##### Listed records

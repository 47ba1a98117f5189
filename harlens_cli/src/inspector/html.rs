//! Embedded HTML dashboard for the inspector

pub const INSPECTOR_HTML: &str = r#"<!DOCTYPE html>
<html lang="en">
<head>
    <meta charset="UTF-8">
    <meta name="viewport" content="width=device-width, initial-scale=1.0">
    <title>Harlens Inspector</title>
    <style>
        * { box-sizing: border-box; margin: 0; padding: 0; }
        body {
            font-family: -apple-system, BlinkMacSystemFont, 'Segoe UI', Roboto, sans-serif;
            background: #fafafa;
            color: #333;
            min-height: 100vh;
            font-size: 14px;
        }

        /* Header */
        header {
            background: #fff;
            border-bottom: 1px solid #e0e0e0;
            padding: 0.75rem 1rem;
            display: flex;
            align-items: center;
            gap: 1rem;
            position: sticky;
            top: 0;
            z-index: 100;
        }
        h1 { font-size: 1.1rem; font-weight: 600; color: #333; }
        .trace-name { color: #888; font-family: monospace; }
        .filter-input {
            width: 400px;
            padding: 0.35rem 0.5rem;
            border: 1px solid #d0d0d0;
            border-radius: 3px;
            font-size: 0.9rem;
        }

        /* Layout */
        .inspect-container { display: flex; height: calc(100vh - 52px); }
        .entry-list-panel { flex: 3; overflow-y: auto; border-right: 1px solid #e0e0e0; }
        .detail-panel { flex: 2; overflow-y: auto; padding: 1rem; background: #fff; }
        .detail-panel pre { white-space: pre-wrap; word-break: break-all; font-size: 0.8rem; }
        .detail-empty { color: #999; text-align: center; margin-top: 3rem; }

        /* Table */
        table { width: 100%; border-collapse: collapse; font-family: monospace; font-size: 0.85rem; }
        th { text-align: left; color: #888; font-weight: 500; padding: 0.4rem 0.5rem; border-bottom: 1px solid #e0e0e0; }
        td { padding: 0.25rem 0.5rem; white-space: nowrap; }
        tbody tr:nth-child(even) { background: #f3f6fb; }
        tbody tr { cursor: pointer; }
        tbody tr:hover, tbody tr.selected { background: #e4ecf7; }
        td.url { max-width: 700px; overflow: hidden; text-overflow: ellipsis; }
        td.url.child { padding-left: 2rem; }
        .severity-warning { color: #c25e00; }
        .severity-error { color: #a4262c; }
        .error-banner { padding: 1rem; color: #a4262c; background: #fde7e9; display: none; }
    </style>
</head>
<body>
    <header>
        <h1>Harlens Inspector</h1>
        <span class="trace-name" id="trace-name"></span>
        <input type="text" class="filter-input" placeholder="Search by URL" id="filter-input" oninput="onSearch()">
        <span id="entry-count"></span>
    </header>

    <div class="inspect-container">
        <div class="entry-list-panel">
            <div class="error-banner" id="error-banner"></div>
            <table>
                <thead>
                    <tr><th>Method</th><th>URL</th><th>Status</th><th>Duration</th></tr>
                </thead>
                <tbody id="entry-list"></tbody>
            </table>
        </div>
        <div class="detail-panel" id="detail-panel">
            <div class="detail-empty" id="detail-empty">Select an entry to see its details</div>
            <pre id="detail" hidden></pre>
        </div>
    </div>

    <script>
        let searchText = '';
        let pending = null;
        // Search the visible rows were fetched with; row indexes refer to it
        let renderedSearch = '';
        let entriesSeq = 0;
        let detailSeq = 0;

        function escapeHtml(text) {
            const div = document.createElement('div');
            div.textContent = text;
            return div.innerHTML;
        }

        async function fetchInfo() {
            try {
                const res = await fetch('/api/info');
                const info = await res.json();
                document.getElementById('trace-name').textContent = info.source;
            } catch (e) { console.error('Failed to fetch info:', e); }
        }

        async function fetchEntries() {
            const banner = document.getElementById('error-banner');
            const list = document.getElementById('entry-list');
            const seq = ++entriesSeq;
            const search = searchText;
            const res = await fetch('/api/entries?search=' + encodeURIComponent(search));
            const body = await res.json();
            if (seq !== entriesSeq) return;
            renderedSearch = search;
            detailSeq++;

            if (!res.ok) {
                banner.textContent = body.error;
                banner.style.display = 'block';
                list.innerHTML = '';
                document.getElementById('entry-count').textContent = '';
                return;
            }

            banner.style.display = 'none';
            document.getElementById('entry-count').textContent = body.length + ' entries';
            list.innerHTML = body.map(row => `
                <tr class="severity-${row.severity}" onclick="showEntry(${row.index}, this)">
                    <td>${escapeHtml(row.request.method)}</td>
                    <td class="url${row.isBatchChildEntry ? ' child' : ''}">${row.isBatchChildEntry ? '- ' : ''}${escapeHtml(row.displayUrl)}</td>
                    <td>${row.response.status}</td>
                    <td>${Math.round(row.time)}</td>
                </tr>`).join('');
            document.getElementById('detail').hidden = true;
            document.getElementById('detail-empty').hidden = false;
        }

        async function showEntry(index, rowEl) {
            document.querySelectorAll('tbody tr.selected').forEach(r => r.classList.remove('selected'));
            rowEl.classList.add('selected');

            const seq = ++detailSeq;
            const res = await fetch(`/api/entries/${index}?search=` + encodeURIComponent(renderedSearch));
            if (!res.ok || seq !== detailSeq) return;
            const entry = await res.json();
            if (seq !== detailSeq) return;

            const detail = document.getElementById('detail');
            detail.textContent = JSON.stringify(entry, null, 2);
            detail.hidden = false;
            document.getElementById('detail-empty').hidden = true;
        }

        function onSearch() {
            searchText = document.getElementById('filter-input').value;
            clearTimeout(pending);
            pending = setTimeout(fetchEntries, 100);
        }

        fetchInfo();
        fetchEntries();
    </script>
</body>
</html>
"#;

##########

* Exercise goal
If a line falls between the first line of the entries and the line containing "padding: 0.75rem 1rem;", or is one of those two, restate it word for word; leave all other lines out.

* Answer space
repository 47ba1a98117f5189
filename harlens_cli/src/inspector/html.rs
//! Embedded HTML dashboard for the inspector

pub const INSPECTOR_HTML: &str = r#"<!DOCTYPE html>
<html lang="en">
<head>
    <meta charset="UTF-8">
    <meta name="viewport" content="width=device-width, initial-scale=1.0">
    <title>Harlens Inspector</title>
    <style>
        * { box-sizing: border-box; margin: 0; padding: 0; }
        body {
            font-family: -apple-system, BlinkMacSystemFont, 'Segoe UI', Roboto, sans-serif;
            background: #fafafa;
            color: #333;
            min-height: 100vh;
            font-size: 14px;
        }

        /* Header */
        header {
            background: #fff;
            border-bottom: 1px solid #e0e0e0;
            padding: 0.75rem 1rem;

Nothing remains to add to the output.